Assigned task
Would you return, word for word, the lines of the data below from the line with "std::fs::create_dir_all(parent)?;" through the line with "one is attached.", and no others?

Task material
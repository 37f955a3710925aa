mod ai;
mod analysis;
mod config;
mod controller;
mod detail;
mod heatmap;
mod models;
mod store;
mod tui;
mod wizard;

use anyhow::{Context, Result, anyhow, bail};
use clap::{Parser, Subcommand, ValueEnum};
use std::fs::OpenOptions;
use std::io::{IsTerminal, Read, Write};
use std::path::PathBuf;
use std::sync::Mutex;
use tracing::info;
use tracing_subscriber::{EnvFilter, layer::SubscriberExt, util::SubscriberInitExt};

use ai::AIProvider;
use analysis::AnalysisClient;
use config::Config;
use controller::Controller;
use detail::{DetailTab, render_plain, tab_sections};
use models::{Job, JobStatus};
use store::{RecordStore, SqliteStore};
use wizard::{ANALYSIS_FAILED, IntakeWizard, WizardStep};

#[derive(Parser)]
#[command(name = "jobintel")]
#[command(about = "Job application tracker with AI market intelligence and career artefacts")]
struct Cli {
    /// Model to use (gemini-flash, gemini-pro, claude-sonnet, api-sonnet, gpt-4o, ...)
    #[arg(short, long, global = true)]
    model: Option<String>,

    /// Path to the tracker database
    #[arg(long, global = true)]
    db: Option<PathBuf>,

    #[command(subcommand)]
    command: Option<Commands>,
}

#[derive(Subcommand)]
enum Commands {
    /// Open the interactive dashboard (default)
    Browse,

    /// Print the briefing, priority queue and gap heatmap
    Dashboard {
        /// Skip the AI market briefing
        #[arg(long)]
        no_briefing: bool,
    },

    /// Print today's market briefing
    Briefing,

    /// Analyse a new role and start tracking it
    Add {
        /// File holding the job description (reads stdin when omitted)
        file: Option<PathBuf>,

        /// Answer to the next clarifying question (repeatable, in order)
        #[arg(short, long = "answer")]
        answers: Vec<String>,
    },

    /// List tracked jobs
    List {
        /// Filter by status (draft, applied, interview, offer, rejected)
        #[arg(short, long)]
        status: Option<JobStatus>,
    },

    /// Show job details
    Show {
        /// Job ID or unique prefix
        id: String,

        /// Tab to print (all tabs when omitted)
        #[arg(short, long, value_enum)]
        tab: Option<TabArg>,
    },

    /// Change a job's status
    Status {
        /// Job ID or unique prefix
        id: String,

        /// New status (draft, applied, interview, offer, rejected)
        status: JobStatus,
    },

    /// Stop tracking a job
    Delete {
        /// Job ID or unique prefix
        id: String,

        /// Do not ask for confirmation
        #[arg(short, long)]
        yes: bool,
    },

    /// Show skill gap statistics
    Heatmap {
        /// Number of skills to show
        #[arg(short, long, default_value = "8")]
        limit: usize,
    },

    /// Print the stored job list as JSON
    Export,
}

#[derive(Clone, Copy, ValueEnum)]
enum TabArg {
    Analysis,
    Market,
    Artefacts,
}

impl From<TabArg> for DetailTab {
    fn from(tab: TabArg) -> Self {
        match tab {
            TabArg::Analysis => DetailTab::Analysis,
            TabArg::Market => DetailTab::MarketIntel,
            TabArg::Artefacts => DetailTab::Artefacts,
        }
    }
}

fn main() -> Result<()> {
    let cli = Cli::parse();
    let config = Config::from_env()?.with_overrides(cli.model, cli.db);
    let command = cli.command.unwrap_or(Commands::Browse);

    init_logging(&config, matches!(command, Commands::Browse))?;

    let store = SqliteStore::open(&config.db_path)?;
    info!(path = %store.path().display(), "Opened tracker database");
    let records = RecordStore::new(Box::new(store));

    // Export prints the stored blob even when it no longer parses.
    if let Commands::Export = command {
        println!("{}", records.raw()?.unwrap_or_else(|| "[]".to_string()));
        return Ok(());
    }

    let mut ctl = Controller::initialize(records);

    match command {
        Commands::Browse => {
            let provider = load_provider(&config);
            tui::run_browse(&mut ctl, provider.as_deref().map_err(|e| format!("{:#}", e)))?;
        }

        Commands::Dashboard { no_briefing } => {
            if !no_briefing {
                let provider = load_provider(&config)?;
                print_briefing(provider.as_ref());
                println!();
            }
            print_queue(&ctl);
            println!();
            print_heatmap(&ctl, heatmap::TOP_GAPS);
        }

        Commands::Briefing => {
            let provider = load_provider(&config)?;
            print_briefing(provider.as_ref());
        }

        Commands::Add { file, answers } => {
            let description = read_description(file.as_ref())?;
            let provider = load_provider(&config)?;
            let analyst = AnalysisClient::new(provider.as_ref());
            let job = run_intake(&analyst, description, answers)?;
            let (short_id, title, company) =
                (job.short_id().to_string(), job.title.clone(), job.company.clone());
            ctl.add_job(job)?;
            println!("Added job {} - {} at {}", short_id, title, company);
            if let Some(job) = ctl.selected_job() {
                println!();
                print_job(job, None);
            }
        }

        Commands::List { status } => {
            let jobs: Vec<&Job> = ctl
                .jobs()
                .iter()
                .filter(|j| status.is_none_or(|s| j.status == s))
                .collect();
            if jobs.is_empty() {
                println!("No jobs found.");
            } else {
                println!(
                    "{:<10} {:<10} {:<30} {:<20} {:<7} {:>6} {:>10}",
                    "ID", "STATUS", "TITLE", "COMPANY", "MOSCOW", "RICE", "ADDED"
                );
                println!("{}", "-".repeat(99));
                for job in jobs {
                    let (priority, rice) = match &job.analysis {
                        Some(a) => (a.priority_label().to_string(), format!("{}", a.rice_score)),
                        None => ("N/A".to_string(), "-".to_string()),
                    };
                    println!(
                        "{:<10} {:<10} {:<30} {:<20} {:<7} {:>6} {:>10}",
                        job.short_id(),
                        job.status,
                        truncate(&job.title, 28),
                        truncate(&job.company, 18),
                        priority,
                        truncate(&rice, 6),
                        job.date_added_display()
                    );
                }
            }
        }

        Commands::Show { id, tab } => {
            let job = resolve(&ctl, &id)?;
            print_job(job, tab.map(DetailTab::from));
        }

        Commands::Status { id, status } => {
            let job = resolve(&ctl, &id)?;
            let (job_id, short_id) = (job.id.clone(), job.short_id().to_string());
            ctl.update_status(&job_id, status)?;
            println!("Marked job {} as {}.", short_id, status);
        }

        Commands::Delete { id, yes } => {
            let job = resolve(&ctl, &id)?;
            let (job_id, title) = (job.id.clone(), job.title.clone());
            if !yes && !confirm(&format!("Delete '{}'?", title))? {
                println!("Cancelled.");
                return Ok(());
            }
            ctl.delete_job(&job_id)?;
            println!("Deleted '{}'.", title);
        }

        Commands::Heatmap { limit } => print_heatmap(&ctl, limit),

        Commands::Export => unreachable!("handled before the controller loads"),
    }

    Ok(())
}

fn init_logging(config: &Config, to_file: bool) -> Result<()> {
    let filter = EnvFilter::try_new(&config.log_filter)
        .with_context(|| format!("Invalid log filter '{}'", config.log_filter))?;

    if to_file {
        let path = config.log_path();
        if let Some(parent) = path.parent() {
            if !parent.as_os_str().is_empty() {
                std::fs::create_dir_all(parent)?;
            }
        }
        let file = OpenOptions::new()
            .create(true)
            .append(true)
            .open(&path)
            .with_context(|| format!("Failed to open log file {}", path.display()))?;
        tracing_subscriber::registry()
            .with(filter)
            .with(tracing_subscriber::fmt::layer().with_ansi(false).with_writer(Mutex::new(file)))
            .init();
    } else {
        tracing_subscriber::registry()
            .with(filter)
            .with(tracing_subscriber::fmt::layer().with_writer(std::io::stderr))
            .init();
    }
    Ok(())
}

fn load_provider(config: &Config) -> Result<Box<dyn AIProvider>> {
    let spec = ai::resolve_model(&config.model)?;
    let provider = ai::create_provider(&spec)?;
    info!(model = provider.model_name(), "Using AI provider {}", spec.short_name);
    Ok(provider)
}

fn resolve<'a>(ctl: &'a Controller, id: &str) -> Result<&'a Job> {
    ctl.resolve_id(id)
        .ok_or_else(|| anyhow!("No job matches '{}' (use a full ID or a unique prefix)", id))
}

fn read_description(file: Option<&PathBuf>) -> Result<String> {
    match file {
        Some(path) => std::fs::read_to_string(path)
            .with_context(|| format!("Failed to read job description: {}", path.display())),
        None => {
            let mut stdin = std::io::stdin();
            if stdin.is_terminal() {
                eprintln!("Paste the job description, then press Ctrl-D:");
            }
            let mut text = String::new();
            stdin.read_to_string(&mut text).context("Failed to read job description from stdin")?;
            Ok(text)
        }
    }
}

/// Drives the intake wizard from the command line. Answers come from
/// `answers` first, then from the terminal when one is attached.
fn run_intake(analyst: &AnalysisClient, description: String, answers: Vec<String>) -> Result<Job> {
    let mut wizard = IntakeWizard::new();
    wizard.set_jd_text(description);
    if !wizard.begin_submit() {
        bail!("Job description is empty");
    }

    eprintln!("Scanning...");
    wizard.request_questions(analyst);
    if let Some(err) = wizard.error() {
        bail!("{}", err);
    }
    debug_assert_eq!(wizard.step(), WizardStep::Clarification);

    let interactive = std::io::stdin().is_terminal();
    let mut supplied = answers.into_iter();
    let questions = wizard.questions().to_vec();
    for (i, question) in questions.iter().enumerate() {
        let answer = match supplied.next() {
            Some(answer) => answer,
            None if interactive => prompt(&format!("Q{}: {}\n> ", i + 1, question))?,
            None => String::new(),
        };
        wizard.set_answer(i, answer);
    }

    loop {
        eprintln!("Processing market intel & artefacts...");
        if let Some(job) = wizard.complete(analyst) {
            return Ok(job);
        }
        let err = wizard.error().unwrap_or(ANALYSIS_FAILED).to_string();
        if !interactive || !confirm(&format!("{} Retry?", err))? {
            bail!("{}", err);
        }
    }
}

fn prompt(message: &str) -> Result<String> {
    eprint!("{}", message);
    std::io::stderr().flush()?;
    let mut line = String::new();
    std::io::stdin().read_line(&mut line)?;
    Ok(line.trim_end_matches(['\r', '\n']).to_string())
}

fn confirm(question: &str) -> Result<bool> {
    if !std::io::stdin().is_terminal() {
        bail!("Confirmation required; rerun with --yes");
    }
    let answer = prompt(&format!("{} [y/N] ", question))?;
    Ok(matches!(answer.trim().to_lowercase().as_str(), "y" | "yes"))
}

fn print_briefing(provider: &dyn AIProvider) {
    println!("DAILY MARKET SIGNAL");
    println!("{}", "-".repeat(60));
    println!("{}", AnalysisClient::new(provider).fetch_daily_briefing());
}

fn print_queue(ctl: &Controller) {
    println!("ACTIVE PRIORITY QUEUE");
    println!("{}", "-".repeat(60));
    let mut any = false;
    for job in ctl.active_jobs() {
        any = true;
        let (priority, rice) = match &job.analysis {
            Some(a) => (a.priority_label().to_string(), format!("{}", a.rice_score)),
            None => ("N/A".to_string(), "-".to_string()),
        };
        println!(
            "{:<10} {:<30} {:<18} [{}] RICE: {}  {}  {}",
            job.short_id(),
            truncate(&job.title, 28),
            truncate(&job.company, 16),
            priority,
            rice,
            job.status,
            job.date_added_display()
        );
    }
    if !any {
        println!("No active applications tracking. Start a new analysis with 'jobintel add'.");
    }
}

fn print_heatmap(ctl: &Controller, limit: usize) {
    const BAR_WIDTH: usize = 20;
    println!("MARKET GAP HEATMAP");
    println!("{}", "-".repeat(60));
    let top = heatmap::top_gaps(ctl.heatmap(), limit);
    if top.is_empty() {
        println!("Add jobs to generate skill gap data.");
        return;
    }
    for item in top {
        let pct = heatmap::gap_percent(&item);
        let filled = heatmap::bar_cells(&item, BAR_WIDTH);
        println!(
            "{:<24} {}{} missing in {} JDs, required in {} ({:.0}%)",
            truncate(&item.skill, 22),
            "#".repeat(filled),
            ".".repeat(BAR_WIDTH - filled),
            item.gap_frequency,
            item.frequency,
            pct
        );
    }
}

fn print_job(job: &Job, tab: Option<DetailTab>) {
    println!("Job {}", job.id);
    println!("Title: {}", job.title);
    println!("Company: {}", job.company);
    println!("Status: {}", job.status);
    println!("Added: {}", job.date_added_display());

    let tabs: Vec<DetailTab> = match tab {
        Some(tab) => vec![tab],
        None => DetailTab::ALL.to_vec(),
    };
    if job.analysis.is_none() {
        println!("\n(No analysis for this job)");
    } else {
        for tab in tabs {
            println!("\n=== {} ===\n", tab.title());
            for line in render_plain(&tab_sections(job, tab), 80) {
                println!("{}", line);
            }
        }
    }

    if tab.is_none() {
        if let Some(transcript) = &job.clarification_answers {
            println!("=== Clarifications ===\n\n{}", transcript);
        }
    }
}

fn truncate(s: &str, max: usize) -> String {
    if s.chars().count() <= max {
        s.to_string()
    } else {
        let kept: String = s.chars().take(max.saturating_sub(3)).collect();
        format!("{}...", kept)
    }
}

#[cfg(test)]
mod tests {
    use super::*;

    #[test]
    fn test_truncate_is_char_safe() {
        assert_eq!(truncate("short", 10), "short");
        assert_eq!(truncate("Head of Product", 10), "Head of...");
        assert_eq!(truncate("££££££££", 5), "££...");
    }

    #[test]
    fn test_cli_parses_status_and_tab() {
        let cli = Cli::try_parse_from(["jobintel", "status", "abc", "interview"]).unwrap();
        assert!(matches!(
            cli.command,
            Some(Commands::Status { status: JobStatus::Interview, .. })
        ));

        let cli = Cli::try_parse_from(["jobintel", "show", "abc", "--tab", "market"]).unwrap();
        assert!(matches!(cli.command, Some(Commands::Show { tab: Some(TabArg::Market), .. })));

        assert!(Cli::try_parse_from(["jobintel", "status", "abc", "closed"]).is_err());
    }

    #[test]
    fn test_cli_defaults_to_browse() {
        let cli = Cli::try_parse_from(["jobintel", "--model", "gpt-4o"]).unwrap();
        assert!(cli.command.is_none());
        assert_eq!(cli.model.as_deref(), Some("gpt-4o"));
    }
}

Finished exercise
                std::fs::create_dir_all(parent)?;
            }
        }
        let file = OpenOptions::new()
            .create(true)
            .append(true)
            .open(&path)
            .with_context(|| format!("Failed to open log file {}", path.display()))?;
        tracing_subscriber::registry()
            .with(filter)
            .with(tracing_subscriber::fmt::layer().with_ansi(false).with_writer(Mutex::new(file)))
            .init();
    } else {
        tracing_subscriber::registry()
            .with(filter)
            .with(tracing_subscriber::fmt::layer().with_writer(std::io::stderr))
            .init();
    }
    Ok(())
}

fn load_provider(config: &Config) -> Result<Box<dyn AIProvider>> {
    let spec = ai::resolve_model(&config.model)?;
    let provider = ai::create_provider(&spec)?;
    info!(model = provider.model_name(), "Using AI provider {}", spec.short_name);
    Ok(provider)
}

fn resolve<'a>(ctl: &'a Controller, id: &str) -> Result<&'a Job> {
    ctl.resolve_id(id)
        .ok_or_else(|| anyhow!("No job matches '{}' (use a full ID or a unique prefix)", id))
}

fn read_description(file: Option<&PathBuf>) -> Result<String> {
    match file {
        Some(path) => std::fs::read_to_string(path)
            .with_context(|| format!("Failed to read job description: {}", path.display())),
        None => {
            let mut stdin = std::io::stdin();
            if stdin.is_terminal() {
                eprintln!("Paste the job description, then press Ctrl-D:");
            }
            let mut text = String::new();
            stdin.read_to_string(&mut text).context("Failed to read job description from stdin")?;
            Ok(text)
        }
    }
}

/// Drives the intake wizard from the command line. Answers come from
/// `answers` first, then from the terminal when one is attached.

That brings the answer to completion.